Overview
Tinea versicolor, also referred to as pityriasis versicolor, may be a common non-cancerous (benign) skin condition caused by surface (superficial) infection with a yeast that commonly lives on the skin. In the right conditions, like warm, oily, and moist skin, the yeast (Malassezia) can overgrow and cause a rash consisting of tan, pink, brown, or white flaky patches. Although it's an infection, tinea versicolor isn't contagious, because the yeast is found commonly within the environment.
Who's at risk?
Tinea versicolor can develop in people from adolescence and beyond, of all races, and of either sex.
However, tinea versicolor is most ordinarily found in tropical areas with high humidity and high temperatures. In milder climates, teens and young adults are affected most often . Tinea versicolor is rare in young children or in adults older than 65.
Some conditions make tinea versicolor more likely to occur:
Ø Living in a warm, humid climate
Ø Having oily skin
Ø Sweating frequently or excessively
Ø Using corticosteroids (cortisone)
Ø Taking medications that weaken the immune system
Signs and Symptoms
The most common locations for tinea versicolor include:
Ø Chest and upper back
Ø Upper arms
Ø Abdomen
Ø Neck
Ø Thighs
Tinea versicolor appears as many white, pink, salmon-colored, tan, or brown patches ranging in size from 1 to three cm. The individual lesions can join together to form large patches. Most lesions have a really fine, flaky surface (scale).
The yeast that causes the condition produces a substance which will temporarily bleach the underlying skin to a lighter color. Even after the infection has gone away, the spots could also be visible as lighter (hypopigmented) patches on the skin which will not get their normal color back for several months. These hypopigmented spots do not tan normally. The hypopigmented areas are more obvious in darker-skinned people.
Even if the colour has not returned to normal after treatment, the flakiness of the skin should have resolved.

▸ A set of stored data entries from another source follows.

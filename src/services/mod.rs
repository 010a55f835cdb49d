//! 平台后端协作服务
//!
//! Playground 核心与教学平台后端的 REST 协作接口。

pub mod language_service;

pub use language_service::LanguageService;
//! 会话生命周期状态机
//!
//! 持有传输通道，串接四段生命周期（创建 → 运行 → 终止 → 再运行），
//! 并把生命周期事件翻译为对输出重组器 / 输入控制器的调用。
//!
//! ## 状态与转换
//! - `Idle` → `run` → `Running`：要求活动文件内容非空，发送
//!   `init{language, code, input:""}`，清空行序列 / 未完行 / 待提交输入
//! - `Running` → 收到 `exit` → `Terminated`：冲刷剩余缓冲并追加终止标记
//! - `Running` → 用户 `kill` → `Terminated`：传输打开时发送 `kill`，
//!   本地立即终止，不等待远端确认；之后到达的输出一律丢弃
//! - `Terminated` → `run` → `Running`：完整重置后照常启动（复用打开的
//!   传输，或由嵌入方先换上新传输）
//! - 任意状态 → 传输关闭/出错 → `Terminated`：尽力把未完行/待提交
//!   输入冲刷成一条诊断行
//!
//! 失败语义：传输不可用时操作返回 `TransportUnavailable` 并追加单条
//! 诊断行，会话停留在原状态，绝不让故障穿透到展示层。

use std::sync::Arc;

use serde::{Deserialize, Serialize};

use super::error::PlaygroundError;
use super::input::{InputController, InputMode};
use super::output::OutputAssembler;
use super::protocol::{ClientMessage, ServerMessage};
use super::transport::{Transport, TransportEvent};

/// 会话状态
#[derive(Debug, Clone, Copy, PartialEq, Eq, Serialize, Deserialize)]
#[serde(rename_all = "lowercase")]
pub enum SessionState {
    /// 已创建，尚未运行
    Idle,
    /// 远程进程运行中
    Running,
    /// 已终止（正常退出、被杀或传输断开）
    Terminated,
}

impl Default for SessionState {
    fn default() -> Self {
        Self::Idle
    }
}

impl std::fmt::Display for SessionState {
    fn fmt(&self, f: &mut std::fmt::Formatter<'_>) -> std::fmt::Result {
        match self {
            Self::Idle => write!(f, "idle"),
            Self::Running => write!(f, "running"),
            Self::Terminated => write!(f, "terminated"),
        }
    }
}

/// 会话配置
///
/// 用户/归属上下文通过这里显式传入，核心不做任何环境查找。
#[derive(Debug, Clone, Default, Serialize, Deserialize)]
pub struct SessionConfig {
    /// 归属用户 ID（可选，由平台层填写）
    pub owner_id: Option<String>,
    /// 输入交互模式
    #[serde(default)]
    pub input_mode: InputMode,
}

/// 会话元数据（用于前端展示）
#[derive(Debug, Clone, Serialize, Deserialize)]
pub struct SessionMetadata {
    /// 会话 ID
    pub id: String,
    /// 归属用户 ID
    pub owner_id: Option<String>,
    /// 会话状态
    pub state: SessionState,
    /// 输入模式
    pub input_mode: InputMode,
    /// 创建时间（Unix 时间戳，毫秒）
    pub created_at: i64,
    /// 最近一次 run 的时间（Unix 时间戳，毫秒）
    pub started_at: Option<i64>,
    /// 已完成行数
    pub line_count: usize,
}

/// Playground 会话
///
/// 每个打开的终端视图对应一个会话：视图挂载时创建并接上传输，
/// 卸载时无条件拆除。事件由持有方按到达顺序串行喂入
/// [`PlaygroundSession::handle_event`]，同一会话的消息永不并发处理。
pub struct PlaygroundSession {
    /// 会话 ID
    id: String,
    /// 配置（显式用户上下文）
    config: SessionConfig,
    /// 当前状态
    state: SessionState,
    /// 传输通道（未接入时为 None）
    transport: Option<Arc<dyn Transport>>,
    /// 输出重组器
    output: OutputAssembler,
    /// 输入控制器
    input: InputController,
    /// 创建时间
    created_at: i64,
    /// 最近一次 run 的时间
    started_at: Option<i64>,
}

impl PlaygroundSession {
    /// 创建新会话（Idle，未接传输）
    pub fn new(config: SessionConfig) -> Self {
        let id = uuid::Uuid::new_v4().to_string();
        tracing::info!(
            "[会话] 创建: id={}, owner={:?}, mode={:?}",
            id,
            config.owner_id,
            config.input_mode
        );

        Self {
            id,
            input: InputController::new(config.input_mode),
            config,
            state: SessionState::Idle,
            transport: None,
            output: OutputAssembler::new(),
            created_at: chrono::Utc::now().timestamp_millis(),
            started_at: None,
        }
    }

    /// 接入（或更换）传输通道
    ///
    /// 运行中不允许换传输：一条通道在会话生命周期内独占，
    /// 运行中的换道会把在途输出串台。
    pub fn attach_transport(
        &mut self,
        transport: Arc<dyn Transport>,
    ) -> Result<(), PlaygroundError> {
        if self.state == SessionState::Running {
            return Err(PlaygroundError::InvalidState(
                "运行中不能更换传输通道".to_string(),
            ));
        }
        self.transport = Some(transport);
        Ok(())
    }

    pub fn id(&self) -> &str {
        &self.id
    }

    pub fn state(&self) -> SessionState {
        self.state
    }

    /// 已完成的展示行
    pub fn lines(&self) -> &[super::output::OutputLine] {
        self.output.lines()
    }

    /// 已完成行的纯文本快照
    pub fn line_texts(&self) -> Vec<String> {
        self.output.line_texts()
    }

    /// 光标行：未完行 + 本地回显
    pub fn cursor_line(&self) -> String {
        format!("{}{}", self.output.partial_line(), self.input.echo_view())
    }

    /// 元数据快照
    pub fn metadata(&self) -> SessionMetadata {
        SessionMetadata {
            id: self.id.clone(),
            owner_id: self.config.owner_id.clone(),
            state: self.state,
            input_mode: self.input.mode(),
            created_at: self.created_at,
            started_at: self.started_at,
            line_count: self.output.lines().len(),
        }
    }

    /// 启动一次运行
    ///
    /// # 参数
    /// - `language`: 传输层语言短代码（如 "py"）
    /// - `code`: 活动文件内容，必须非空
    ///
    /// 运行中重复调用直接拒绝（`InvalidState`），绝不与在途运行的
    /// 输出交错。成功路径完整重置行序列、未完行与待提交输入。
    pub async fn run(&mut self, language: &str, code: &str) -> Result<(), PlaygroundError> {
        if self.state == SessionState::Running {
            tracing::warn!("[会话] 忽略重复 run: id={}", self.id);
            return Err(PlaygroundError::InvalidState("会话正在运行".to_string()));
        }
        if code.is_empty() {
            return Err(PlaygroundError::EmptyCode);
        }

        let transport = self.open_transport()?;
        transport
            .send(ClientMessage::init(language, code))
            .await
            .map_err(|e| self.surface_transport_failure(e))?;

        // init 已送出，完整重置会话字段
        self.output.reset();
        self.input.reset();
        self.state = SessionState::Running;
        self.started_at = Some(chrono::Utc::now().timestamp_millis());

        tracing::info!("[会话] 开始运行: id={}, language={}", self.id, language);
        Ok(())
    }

    /// 处理一次按键（Raw 模式）
    ///
    /// 终止符触发整行提交：恰好发送一条 `input` 消息，空行也发送。
    pub async fn handle_key(&mut self, c: char) -> Result<(), PlaygroundError> {
        if self.state != SessionState::Running {
            return Err(PlaygroundError::InvalidState(
                "会话未在运行，忽略按键".to_string(),
            ));
        }
        if let Some(line) = self.input.key_char(c) {
            self.send_input_line(line).await?;
        }
        Ok(())
    }

    /// 退格（Raw 模式）
    pub fn handle_backspace(&mut self) -> bool {
        self.input.backspace()
    }

    /// 整体替换输入框内容（Buffered 模式）
    pub fn set_input_content(&mut self, content: impl Into<String>) {
        self.input.set_content(content);
    }

    /// 显式提交输入框内容（Buffered 模式）
    pub async fn submit_input(&mut self) -> Result<(), PlaygroundError> {
        if self.state != SessionState::Running {
            return Err(PlaygroundError::InvalidState(
                "会话未在运行，拒绝提交输入".to_string(),
            ));
        }
        let line = self.input.submit();
        self.send_input_line(line).await
    }

    /// 终止正在运行的进程
    ///
    /// 即发即弃：传输打开时发送 `kill`，无论远端是否确认，本地状态
    /// 立即转为 Terminated；此后到达的 `stdout`/`stderr`/`exit`
    /// 一律丢弃。非 Running 状态下调用是被拒绝的无操作。
    pub async fn kill(&mut self) -> Result<(), PlaygroundError> {
        if self.state != SessionState::Running {
            return Err(PlaygroundError::InvalidState(
                "会话未在运行，无进程可终止".to_string(),
            ));
        }

        if let Some(transport) = &self.transport {
            if transport.is_open() {
                if let Err(e) = transport.send(ClientMessage::Kill).await {
                    tracing::warn!("[会话] kill 发送失败（忽略）: id={}, {}", self.id, e);
                }
            }
        }

        self.output.finish(self.input.pending());
        self.input.reset();
        self.state = SessionState::Terminated;
        tracing::info!("[会话] 用户终止: id={}", self.id);
        Ok(())
    }

    /// 处理一条传输事件
    ///
    /// 持有方按到达顺序串行调用。非 Running 状态下的服务端消息
    /// （用户 kill 后迟到的输出、exit）直接丢弃。
    pub fn handle_event(&mut self, event: TransportEvent) {
        match event {
            TransportEvent::Message(msg) => {
                if self.state != SessionState::Running {
                    tracing::debug!("[会话] 丢弃非运行态消息: id={}, {:?}", self.id, msg);
                    return;
                }
                match msg {
                    ServerMessage::Stdout { data } => self.output.push_stdout(&data),
                    ServerMessage::Stderr { data } => self.output.push_stderr(&data),
                    ServerMessage::Exit => {
                        self.output.finish(self.input.pending());
                        self.input.reset();
                        self.state = SessionState::Terminated;
                        tracing::info!("[会话] 远程进程退出: id={}", self.id);
                    }
                }
            }
            TransportEvent::Closed(reason) => {
                if self.state == SessionState::Terminated {
                    tracing::debug!("[会话] 已终止后收到关闭事件: id={}", self.id);
                    return;
                }
                self.output
                    .finish_disconnected(self.input.pending(), reason.as_deref());
                self.input.reset();
                self.state = SessionState::Terminated;
                tracing::warn!("[会话] 传输关闭，会话终止: id={}, reason={:?}", self.id, reason);
            }
        }
    }

    /// 无条件拆除（视图卸载时调用）
    ///
    /// 关闭并释放传输，不追加任何展示行。
    pub async fn teardown(&mut self) {
        if let Some(transport) = self.transport.take() {
            transport.close().await;
        }
        self.state = SessionState::Terminated;
        tracing::info!("[会话] 已拆除: id={}", self.id);
    }

    /// 发送一条整行输入
    async fn send_input_line(&mut self, line: String) -> Result<(), PlaygroundError> {
        let transport = self.open_transport()?;
        transport
            .send(ClientMessage::Input { data: line })
            .await
            .map_err(|e| self.surface_transport_failure(e))
    }

    /// 取出处于打开状态的传输，否则以诊断行拒绝
    fn open_transport(&mut self) -> Result<Arc<dyn Transport>, PlaygroundError> {
        let err = match &self.transport {
            Some(t) if t.is_open() => return Ok(t.clone()),
            Some(_) => PlaygroundError::TransportUnavailable("通道已关闭".to_string()),
            None => PlaygroundError::TransportUnavailable("未接入传输通道".to_string()),
        };
        Err(self.surface_transport_failure(err))
    }

    /// 把传输失败落成单条诊断行，返回原错误
    fn surface_transport_failure(&mut self, err: PlaygroundError) -> PlaygroundError {
        tracing::warn!("[会话] 传输操作失败: id={}, {}", self.id, err);
        self.output.push_diagnostic(err.to_string());
        err
    }
}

Tinea versicolor doesn't usually cause any symptoms, though some people report minor itching, especially once they get sweaty.
Self-Care Guidelines
If you think that you simply have tinea versicolor, you would possibly try an over-the-counter antifungal cream like terbinafine, clotrimazole, or miconazole. An over-the-counter shampoo containing selenium sulfide can be used as a lotion by applying it to the affected areas overnight and rinsing it off in the morning. However, if the condition doesn't seem to be recuperating after 2 weeks of daily treatment, see a dermatologist or another physician for evaluation.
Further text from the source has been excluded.